====== Supplied data ======

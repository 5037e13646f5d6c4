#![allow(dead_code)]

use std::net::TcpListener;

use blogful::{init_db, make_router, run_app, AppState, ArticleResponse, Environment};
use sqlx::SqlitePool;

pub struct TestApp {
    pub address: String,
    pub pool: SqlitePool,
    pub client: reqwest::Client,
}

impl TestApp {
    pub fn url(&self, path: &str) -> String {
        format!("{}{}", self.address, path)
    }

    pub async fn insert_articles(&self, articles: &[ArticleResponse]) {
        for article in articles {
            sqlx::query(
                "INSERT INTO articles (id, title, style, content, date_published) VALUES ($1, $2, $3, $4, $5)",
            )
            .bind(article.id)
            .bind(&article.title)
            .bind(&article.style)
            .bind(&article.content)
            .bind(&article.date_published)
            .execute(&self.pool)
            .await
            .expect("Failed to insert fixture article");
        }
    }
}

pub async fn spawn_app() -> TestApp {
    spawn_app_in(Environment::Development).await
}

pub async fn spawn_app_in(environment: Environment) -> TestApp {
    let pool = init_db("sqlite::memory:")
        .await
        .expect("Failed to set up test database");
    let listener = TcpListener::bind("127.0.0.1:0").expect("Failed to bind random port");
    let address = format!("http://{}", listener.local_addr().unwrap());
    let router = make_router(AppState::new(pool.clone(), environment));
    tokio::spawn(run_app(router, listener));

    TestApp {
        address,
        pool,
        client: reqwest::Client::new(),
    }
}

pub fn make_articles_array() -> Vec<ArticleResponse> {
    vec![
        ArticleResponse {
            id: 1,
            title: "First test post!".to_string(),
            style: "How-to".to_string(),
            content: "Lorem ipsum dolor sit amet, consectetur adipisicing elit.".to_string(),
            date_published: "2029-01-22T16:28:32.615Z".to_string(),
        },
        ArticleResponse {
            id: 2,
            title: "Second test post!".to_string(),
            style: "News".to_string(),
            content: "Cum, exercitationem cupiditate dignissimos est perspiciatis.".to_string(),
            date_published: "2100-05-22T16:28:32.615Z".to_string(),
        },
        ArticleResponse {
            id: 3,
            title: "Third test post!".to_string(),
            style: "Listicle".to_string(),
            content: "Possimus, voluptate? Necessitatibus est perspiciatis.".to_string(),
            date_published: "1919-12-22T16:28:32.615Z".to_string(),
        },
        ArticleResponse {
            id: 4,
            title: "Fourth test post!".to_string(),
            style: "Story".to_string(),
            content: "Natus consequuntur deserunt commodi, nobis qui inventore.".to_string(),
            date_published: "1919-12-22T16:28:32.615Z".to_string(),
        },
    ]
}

======
====== Supplied data ======

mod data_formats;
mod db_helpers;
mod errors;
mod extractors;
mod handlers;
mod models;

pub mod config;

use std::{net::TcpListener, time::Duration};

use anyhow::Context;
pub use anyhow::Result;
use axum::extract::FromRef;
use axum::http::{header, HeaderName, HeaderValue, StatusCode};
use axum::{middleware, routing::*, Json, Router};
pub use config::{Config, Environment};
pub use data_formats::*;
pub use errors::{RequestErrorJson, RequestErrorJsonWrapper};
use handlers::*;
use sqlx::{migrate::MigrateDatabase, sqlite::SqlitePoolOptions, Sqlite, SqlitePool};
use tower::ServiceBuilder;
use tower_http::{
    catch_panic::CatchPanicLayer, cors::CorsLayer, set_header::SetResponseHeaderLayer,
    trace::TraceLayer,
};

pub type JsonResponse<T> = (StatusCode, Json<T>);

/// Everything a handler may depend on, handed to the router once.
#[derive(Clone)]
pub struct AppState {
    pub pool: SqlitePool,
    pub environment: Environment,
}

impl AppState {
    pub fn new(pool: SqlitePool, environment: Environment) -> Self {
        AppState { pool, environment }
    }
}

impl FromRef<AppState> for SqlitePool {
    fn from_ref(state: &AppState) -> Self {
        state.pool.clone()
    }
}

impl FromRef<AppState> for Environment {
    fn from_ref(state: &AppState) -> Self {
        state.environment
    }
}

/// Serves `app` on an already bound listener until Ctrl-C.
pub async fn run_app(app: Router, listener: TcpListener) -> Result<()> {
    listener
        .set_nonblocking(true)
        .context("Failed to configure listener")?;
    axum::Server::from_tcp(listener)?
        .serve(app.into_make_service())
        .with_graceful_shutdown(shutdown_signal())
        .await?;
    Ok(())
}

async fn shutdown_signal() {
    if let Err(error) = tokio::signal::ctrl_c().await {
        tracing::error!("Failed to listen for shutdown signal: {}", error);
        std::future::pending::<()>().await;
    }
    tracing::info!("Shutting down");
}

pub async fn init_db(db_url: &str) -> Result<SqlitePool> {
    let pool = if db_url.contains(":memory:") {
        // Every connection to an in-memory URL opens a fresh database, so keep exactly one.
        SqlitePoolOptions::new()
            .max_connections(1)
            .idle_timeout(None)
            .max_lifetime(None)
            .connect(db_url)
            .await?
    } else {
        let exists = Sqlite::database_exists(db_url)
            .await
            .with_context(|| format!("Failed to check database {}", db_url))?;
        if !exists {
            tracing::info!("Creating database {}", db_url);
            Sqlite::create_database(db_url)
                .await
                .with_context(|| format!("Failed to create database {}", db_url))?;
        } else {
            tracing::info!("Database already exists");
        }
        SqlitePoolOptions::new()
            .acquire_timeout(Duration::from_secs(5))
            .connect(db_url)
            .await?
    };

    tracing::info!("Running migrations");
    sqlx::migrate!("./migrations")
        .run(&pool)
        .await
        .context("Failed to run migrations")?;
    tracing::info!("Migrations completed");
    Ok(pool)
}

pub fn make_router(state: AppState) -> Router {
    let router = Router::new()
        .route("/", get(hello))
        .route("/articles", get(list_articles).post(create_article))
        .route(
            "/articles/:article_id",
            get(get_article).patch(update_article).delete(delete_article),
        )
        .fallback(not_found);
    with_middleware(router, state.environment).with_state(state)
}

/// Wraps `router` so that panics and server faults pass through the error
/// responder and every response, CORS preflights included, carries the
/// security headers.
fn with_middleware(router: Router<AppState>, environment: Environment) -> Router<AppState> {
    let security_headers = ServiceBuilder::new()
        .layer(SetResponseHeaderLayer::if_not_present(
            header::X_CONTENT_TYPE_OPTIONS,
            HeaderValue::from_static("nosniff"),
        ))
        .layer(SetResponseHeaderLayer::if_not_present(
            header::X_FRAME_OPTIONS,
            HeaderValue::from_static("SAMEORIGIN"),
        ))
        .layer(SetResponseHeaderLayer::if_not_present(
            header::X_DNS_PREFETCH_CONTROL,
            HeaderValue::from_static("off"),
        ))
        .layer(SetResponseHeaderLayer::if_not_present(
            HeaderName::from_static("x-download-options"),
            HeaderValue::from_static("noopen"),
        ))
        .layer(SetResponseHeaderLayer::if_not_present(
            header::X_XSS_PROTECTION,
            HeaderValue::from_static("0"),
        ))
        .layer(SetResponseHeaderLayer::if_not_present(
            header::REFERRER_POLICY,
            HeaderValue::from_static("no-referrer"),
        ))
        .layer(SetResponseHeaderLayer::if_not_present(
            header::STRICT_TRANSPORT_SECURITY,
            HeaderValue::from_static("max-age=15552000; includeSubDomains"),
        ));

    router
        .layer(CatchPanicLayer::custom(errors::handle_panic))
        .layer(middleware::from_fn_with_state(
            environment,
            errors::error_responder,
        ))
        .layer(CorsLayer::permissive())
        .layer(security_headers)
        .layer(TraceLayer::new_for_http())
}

======

Assignment: In the entries above, copy each line that contains the string "Result".

Exercise output:
pub use anyhow::Result;
pub async fn run_app(app: Router, listener: TcpListener) -> Result<()> {
pub async fn init_db(db_url: &str) -> Result<SqlitePool> {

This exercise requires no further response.